Com os combustíveis a subirem de preço de forma acentuada desde o início da guerra no Irão e com o receio de uma eventual escassez, seria natural esperar um aumento da procura nas bombas. Mas os relatos no terreno mostram precisamente o contrário: muitos automobilistas estão a afastar-se dos postos.
Foi isso que os repórteres da TF1 encontraram esta semana numa estação de serviço. Os preços elevados estão a ter um efeito muito concreto: a fuga dos franceses. Não se viam filas, e com razão, como contou uma cliente: «Antes, enchia o depósito por 75 euros»; agora, a fatura vai passar dos 100 euros.
Questionado pelos nossos confrades, Francis Pousse, presidente do sindicato profissional Mobilians, que representa 5.800 estações de serviço tradicionais, comenta assim: «Estamos a registar uma quebra de 5 a 10% nas nossas estações desde o fim da semana passada». Segundo ele, esta descida é «provavelmente devida ao facto de os depósitos já estarem cheios, porque as pessoas que não conduzem muito já foram abastecer-se, e também aos preços a subir, o que desincentiva as pessoas de andar».
Isto leva a novos hábitos, de acordo com a primeira cadeia. Quem pode está a refugiar-se no teletrabalho, enquanto a partilha de boleias volta a ganhar interesse nesta crise.

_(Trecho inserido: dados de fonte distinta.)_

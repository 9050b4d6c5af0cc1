use crate::cli::{Cli, Command, PaletteFormat};
use crate::color::FALLBACK_HEX;
use crate::error::DevboxError;
use anyhow::Result;
use clap::{ArgMatches, parser::ValueSource};
use serde::{Deserialize, Serialize};
use std::path::{Path, PathBuf};

const CONFIG_FILE_ENV: &str = "DEVBOX_CONFIG_PATH";
const NO_COLOR_ENV: &str = "DEVBOX_NO_COLOR";

fn arg_has_user_value(matches: &ArgMatches, id: &str) -> bool {
    matches
        .value_source(id)
        .map(|source| matches!(source, ValueSource::CommandLine | ValueSource::EnvVariable))
        .unwrap_or(false)
}

#[derive(Debug, Clone, Serialize, Deserialize)]
#[serde(default)]
pub struct Config {
    // Display options
    pub no_colors: bool,

    // Markdown output
    pub standalone: bool,

    // Palette output
    pub palette_format: PaletteFormat,
    pub base_color: String,

    // File paths
    pub config_file: Option<PathBuf>,
}

impl Default for Config {
    fn default() -> Self {
        Self {
            no_colors: false,
            standalone: false,
            palette_format: PaletteFormat::Table,
            base_color: FALLBACK_HEX.to_string(),
            config_file: None,
        }
    }
}

impl Config {
    pub fn from_cli(cli: &Cli, matches: &ArgMatches) -> Result<Self> {
        let mut config = Self::load_config_files(cli, matches)?;

        if let Some(no_colors) = devbox_no_color_override() {
            config.no_colors = no_colors;
        }

        if cli.no_colors {
            config.no_colors = true;
        }

        match &cli.command {
            Command::Markdown(args) => {
                if args.standalone {
                    config.standalone = true;
                }
            }
            Command::Palette(args) => {
                if let (Some(format), Some(sub_matches)) =
                    (args.format, matches.subcommand_matches("palette"))
                {
                    if arg_has_user_value(sub_matches, "format") {
                        config.palette_format = format;
                    }
                }
            }
            Command::Convert(_) => {}
        }

        log::debug!("resolved configuration: {:?}", config);
        Ok(config)
    }

    fn load_config_files(cli: &Cli, matches: &ArgMatches) -> Result<Self> {
        if cli.no_config {
            return Ok(Self::default());
        }

        let mut config = Self::default();

        for path in Self::get_config_paths(cli, matches) {
            if path.exists() {
                match Self::load_from_file(&path) {
                    Ok(file_config) => {
                        config.merge_with(file_config);
                        config.config_file = Some(path.clone());
                        break;
                    }
                    Err(e) => {
                        log::warn!("Failed to load config from {:?}: {}", path, e);
                    }
                }
            }
        }

        Ok(config)
    }

    fn get_config_paths(cli: &Cli, matches: &ArgMatches) -> Vec<PathBuf> {
        let mut paths = Vec::new();

        if let Some(config_file) = &cli.config_file {
            if arg_has_user_value(matches, "config_file") {
                paths.push(config_file.clone());
            }
        }

        if let Some(env_path) = std::env::var_os(CONFIG_FILE_ENV) {
            if !env_path.is_empty() {
                paths.push(PathBuf::from(env_path));
            }
        }

        if let Some(config_dir) = dirs::config_dir() {
            let devbox_dir = config_dir.join("devbox");
            paths.push(devbox_dir.join("config.yaml"));
            paths.push(devbox_dir.join("config.yml"));
        }

        paths
    }

    fn load_from_file(path: &Path) -> Result<Self> {
        let content = std::fs::read_to_string(path)?;

        serde_yaml::from_str::<Self>(&content).map_err(|_| {
            anyhow::Error::from(DevboxError::ConfigParseError(format!(
                "Failed to parse YAML config file: {}",
                path.display()
            )))
        })
    }

    fn merge_with(&mut self, other: Self) {
        if other.no_colors {
            self.no_colors = true;
        }

        if other.standalone {
            self.standalone = true;
        }

        if other.palette_format != PaletteFormat::Table {
            self.palette_format = other.palette_format;
        }

        if other.base_color != FALLBACK_HEX {
            self.base_color = other.base_color;
        }
    }
}

pub(crate) fn devbox_no_color_override() -> Option<bool> {
    let raw_value = std::env::var_os(NO_COLOR_ENV)?;
    let value = raw_value.to_string_lossy();
    let trimmed = value.trim();
    if trimmed.is_empty() {
        return None;
    }

    let normalized = trimmed.to_ascii_lowercase();
    match normalized.as_str() {
        "true" => Some(true),
        "false" => Some(false),
        _ => {
            log::warn!(
                "Invalid value '{}' for environment variable {}. Use 'True' or 'False'.",
                trimmed,
                NO_COLOR_ENV
            );
            None
        }
    }
}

O governo recusa baixar os impostos
Para memória, a subida dos preços na bomba obrigou o governo a reagir. O primeiro-ministro, Sébastien Lecornu, falou no início de março. Anunciou uma iniciativa para limitar os abusos na forma como os profissionais repercutem a subida do preço do petróleo nos clientes:
A guerra no Médio Oriente não pode servir de pretexto para aumentos abusivos dos preços na bomba. A meu pedido, será realizado um plano excecional de 500 controlos, nas estações de serviço, entre segunda-feira e quarta-feira, pela autoridade de fiscalização das fraudes (DGCCRF). É o equivalente a um semestre inteiro do plano normal de controlo, concentrado em apenas três dias. Agradeço a todos os agentes mobilizados para proteger os franceses contra estas práticas abusivas.
Esta ação, contudo, não chega para muitos franceses nem para a oposição parlamentar. Alguns pedem, em particular, uma descida do IVA ou o congelamento dos preços. Uma solução que, para já, continua firmemente rejeitada pelo Executivo.